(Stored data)
►
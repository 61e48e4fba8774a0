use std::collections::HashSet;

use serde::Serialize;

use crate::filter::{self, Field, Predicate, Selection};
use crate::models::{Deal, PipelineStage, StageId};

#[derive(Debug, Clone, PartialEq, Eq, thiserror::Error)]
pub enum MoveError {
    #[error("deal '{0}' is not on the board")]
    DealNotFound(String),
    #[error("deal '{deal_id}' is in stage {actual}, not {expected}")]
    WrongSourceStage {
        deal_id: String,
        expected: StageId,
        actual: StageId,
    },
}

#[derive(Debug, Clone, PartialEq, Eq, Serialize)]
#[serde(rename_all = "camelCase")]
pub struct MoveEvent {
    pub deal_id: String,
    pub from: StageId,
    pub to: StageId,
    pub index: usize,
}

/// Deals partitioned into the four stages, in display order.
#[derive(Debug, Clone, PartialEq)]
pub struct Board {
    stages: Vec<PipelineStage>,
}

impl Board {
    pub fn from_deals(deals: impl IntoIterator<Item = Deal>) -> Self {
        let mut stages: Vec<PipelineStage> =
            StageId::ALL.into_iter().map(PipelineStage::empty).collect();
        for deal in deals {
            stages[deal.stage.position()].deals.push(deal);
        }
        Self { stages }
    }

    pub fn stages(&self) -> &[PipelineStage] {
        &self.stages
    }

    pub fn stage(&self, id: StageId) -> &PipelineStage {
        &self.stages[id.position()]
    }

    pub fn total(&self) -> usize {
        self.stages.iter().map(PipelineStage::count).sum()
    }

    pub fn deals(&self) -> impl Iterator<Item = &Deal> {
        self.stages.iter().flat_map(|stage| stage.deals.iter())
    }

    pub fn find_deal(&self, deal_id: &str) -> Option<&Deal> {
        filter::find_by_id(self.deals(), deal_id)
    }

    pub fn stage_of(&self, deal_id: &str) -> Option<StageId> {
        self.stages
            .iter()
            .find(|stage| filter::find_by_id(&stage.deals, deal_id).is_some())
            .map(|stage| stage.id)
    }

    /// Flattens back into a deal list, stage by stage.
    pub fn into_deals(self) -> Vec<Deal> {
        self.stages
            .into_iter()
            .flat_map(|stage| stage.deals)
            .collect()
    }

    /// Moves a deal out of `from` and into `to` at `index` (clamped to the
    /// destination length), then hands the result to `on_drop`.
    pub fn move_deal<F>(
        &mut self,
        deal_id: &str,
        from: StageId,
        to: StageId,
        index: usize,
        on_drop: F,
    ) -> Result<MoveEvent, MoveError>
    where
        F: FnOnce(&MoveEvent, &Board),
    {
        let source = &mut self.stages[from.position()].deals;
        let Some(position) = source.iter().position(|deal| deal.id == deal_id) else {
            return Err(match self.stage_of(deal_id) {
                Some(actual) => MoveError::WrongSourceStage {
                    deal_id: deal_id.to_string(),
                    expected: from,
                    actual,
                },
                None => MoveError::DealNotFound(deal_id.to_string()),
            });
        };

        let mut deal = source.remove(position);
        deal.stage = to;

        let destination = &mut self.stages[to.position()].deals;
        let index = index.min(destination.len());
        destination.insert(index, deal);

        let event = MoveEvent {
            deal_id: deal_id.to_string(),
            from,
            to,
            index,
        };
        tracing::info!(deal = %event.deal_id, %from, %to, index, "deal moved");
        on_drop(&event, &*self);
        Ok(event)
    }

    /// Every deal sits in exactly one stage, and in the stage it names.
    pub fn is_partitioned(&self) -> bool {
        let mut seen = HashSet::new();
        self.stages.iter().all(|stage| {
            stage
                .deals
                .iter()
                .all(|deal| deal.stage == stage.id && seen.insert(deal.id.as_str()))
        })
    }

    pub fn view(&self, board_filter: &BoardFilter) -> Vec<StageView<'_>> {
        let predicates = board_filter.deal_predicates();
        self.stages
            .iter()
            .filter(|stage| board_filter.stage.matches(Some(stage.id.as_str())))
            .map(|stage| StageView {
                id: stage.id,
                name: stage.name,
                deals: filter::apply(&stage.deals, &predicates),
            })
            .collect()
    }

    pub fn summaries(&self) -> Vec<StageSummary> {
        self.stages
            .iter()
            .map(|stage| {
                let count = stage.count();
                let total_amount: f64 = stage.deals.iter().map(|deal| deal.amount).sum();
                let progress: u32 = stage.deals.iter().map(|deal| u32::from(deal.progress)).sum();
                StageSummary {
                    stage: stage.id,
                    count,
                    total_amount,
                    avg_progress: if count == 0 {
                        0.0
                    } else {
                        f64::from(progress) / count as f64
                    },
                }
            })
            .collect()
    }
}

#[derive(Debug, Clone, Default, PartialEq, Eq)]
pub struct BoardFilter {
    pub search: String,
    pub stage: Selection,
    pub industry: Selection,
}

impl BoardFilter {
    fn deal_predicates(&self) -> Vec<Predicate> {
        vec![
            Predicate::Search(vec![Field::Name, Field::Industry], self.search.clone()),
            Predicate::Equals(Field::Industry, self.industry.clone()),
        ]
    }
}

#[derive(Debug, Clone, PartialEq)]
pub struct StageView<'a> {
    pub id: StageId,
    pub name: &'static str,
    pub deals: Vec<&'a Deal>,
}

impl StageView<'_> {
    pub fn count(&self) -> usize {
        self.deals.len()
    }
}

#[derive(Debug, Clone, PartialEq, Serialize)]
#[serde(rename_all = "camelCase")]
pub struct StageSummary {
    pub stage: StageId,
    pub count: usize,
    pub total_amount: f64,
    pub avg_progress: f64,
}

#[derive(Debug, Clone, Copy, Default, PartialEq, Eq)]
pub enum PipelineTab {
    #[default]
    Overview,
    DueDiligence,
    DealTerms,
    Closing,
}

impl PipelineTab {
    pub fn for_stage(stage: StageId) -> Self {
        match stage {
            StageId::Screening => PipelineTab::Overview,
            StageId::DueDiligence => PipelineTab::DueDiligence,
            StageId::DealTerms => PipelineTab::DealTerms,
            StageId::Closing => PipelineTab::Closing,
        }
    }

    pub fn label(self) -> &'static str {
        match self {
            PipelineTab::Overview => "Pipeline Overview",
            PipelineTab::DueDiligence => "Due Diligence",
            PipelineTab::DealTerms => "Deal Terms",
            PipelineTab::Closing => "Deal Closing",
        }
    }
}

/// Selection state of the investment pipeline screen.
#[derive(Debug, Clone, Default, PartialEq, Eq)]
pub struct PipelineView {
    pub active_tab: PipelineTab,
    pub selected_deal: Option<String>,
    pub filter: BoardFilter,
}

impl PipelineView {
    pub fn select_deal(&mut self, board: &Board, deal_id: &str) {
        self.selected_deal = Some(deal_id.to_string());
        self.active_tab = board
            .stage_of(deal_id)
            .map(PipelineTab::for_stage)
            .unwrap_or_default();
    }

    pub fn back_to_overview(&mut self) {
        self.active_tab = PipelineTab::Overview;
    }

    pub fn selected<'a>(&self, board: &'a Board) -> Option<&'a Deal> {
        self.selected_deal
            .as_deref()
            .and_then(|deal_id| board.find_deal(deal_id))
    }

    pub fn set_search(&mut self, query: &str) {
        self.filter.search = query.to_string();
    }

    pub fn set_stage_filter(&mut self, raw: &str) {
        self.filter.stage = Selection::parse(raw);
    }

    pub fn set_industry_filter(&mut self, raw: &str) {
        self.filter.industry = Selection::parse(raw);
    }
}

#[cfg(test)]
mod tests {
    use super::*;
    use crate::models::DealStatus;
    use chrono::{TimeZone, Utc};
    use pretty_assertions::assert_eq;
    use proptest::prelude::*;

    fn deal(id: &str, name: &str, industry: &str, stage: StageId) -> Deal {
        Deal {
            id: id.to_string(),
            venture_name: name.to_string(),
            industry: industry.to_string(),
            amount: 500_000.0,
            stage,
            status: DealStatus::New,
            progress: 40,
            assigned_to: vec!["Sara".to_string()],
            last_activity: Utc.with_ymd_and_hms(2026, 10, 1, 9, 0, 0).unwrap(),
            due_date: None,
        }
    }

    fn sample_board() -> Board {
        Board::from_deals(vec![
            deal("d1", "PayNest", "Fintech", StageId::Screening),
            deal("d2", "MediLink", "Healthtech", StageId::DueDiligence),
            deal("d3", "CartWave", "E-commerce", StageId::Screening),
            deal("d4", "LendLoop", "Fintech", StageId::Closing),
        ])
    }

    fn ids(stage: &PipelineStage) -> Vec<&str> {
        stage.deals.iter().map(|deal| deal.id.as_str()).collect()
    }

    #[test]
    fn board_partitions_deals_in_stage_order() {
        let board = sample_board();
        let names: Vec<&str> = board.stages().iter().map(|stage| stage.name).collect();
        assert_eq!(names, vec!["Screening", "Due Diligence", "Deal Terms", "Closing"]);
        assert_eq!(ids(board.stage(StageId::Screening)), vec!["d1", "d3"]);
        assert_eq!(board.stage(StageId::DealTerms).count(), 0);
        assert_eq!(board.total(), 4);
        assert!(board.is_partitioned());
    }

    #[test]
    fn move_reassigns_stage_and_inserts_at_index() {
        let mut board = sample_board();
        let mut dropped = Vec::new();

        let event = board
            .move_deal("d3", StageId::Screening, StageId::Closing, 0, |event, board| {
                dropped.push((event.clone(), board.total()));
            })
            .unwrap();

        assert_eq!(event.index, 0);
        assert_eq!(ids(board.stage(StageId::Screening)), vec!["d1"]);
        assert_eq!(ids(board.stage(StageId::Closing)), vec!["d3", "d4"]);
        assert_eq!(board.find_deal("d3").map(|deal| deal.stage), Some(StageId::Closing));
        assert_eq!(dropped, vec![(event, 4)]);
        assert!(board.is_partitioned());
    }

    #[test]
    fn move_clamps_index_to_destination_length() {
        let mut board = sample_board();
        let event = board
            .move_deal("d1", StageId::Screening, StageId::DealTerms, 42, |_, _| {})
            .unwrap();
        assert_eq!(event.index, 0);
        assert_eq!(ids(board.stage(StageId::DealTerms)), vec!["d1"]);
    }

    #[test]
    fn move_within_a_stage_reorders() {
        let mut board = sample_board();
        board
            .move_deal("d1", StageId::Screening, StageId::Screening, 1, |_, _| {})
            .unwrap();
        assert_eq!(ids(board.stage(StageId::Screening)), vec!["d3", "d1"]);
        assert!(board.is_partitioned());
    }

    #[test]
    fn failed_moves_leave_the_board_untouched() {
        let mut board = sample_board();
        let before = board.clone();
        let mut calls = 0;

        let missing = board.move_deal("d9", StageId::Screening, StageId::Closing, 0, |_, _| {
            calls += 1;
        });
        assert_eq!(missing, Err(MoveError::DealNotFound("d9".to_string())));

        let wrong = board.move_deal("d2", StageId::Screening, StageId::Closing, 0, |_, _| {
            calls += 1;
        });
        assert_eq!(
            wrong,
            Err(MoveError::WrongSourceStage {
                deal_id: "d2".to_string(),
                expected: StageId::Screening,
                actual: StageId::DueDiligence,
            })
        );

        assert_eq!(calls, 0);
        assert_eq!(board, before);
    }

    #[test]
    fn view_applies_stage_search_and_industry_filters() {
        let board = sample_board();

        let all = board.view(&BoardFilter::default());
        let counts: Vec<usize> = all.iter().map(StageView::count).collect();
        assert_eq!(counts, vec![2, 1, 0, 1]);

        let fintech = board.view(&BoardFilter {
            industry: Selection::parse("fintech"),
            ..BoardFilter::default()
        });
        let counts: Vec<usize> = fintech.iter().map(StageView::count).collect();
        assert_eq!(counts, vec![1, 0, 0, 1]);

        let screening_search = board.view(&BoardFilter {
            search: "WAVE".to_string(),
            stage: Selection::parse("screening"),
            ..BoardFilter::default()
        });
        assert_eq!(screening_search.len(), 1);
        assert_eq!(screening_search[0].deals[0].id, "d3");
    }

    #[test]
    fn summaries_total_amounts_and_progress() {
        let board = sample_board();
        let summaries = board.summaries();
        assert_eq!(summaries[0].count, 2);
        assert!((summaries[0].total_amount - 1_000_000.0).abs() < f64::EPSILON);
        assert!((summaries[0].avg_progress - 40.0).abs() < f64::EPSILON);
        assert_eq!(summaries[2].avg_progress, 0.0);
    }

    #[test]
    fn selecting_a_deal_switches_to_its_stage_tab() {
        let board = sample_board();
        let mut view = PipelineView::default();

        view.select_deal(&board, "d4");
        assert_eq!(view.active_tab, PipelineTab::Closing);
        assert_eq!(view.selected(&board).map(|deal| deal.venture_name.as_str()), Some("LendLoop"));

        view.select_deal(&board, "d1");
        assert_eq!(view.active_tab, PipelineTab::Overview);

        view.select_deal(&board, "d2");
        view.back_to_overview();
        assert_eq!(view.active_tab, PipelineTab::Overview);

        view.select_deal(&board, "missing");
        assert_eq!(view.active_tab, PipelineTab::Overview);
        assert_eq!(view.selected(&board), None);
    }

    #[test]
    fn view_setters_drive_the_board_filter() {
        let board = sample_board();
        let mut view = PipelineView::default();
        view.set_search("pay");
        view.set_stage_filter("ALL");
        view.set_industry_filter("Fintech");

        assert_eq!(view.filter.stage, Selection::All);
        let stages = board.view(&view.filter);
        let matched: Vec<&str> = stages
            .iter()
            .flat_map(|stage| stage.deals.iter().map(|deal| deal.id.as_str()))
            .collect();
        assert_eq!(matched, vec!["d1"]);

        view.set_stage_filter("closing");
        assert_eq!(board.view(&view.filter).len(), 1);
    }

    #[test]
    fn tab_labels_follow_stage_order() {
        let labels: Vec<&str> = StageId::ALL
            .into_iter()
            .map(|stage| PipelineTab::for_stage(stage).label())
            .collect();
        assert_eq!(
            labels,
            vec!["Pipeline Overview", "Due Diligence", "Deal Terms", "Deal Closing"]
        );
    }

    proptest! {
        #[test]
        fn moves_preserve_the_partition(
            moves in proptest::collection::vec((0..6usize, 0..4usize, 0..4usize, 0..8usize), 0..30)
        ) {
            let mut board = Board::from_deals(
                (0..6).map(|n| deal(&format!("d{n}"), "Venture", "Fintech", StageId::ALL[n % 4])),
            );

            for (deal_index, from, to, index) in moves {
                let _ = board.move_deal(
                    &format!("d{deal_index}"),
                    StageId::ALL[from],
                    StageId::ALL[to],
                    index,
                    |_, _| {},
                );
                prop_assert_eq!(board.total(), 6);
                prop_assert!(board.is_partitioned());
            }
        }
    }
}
◄
▸ **Instructions for the task**:
Each line of the entries that contains the word "DealStatus" should be listed.

▸ **Answer space**:
    use crate::models::DealStatus;
            status: DealStatus::New,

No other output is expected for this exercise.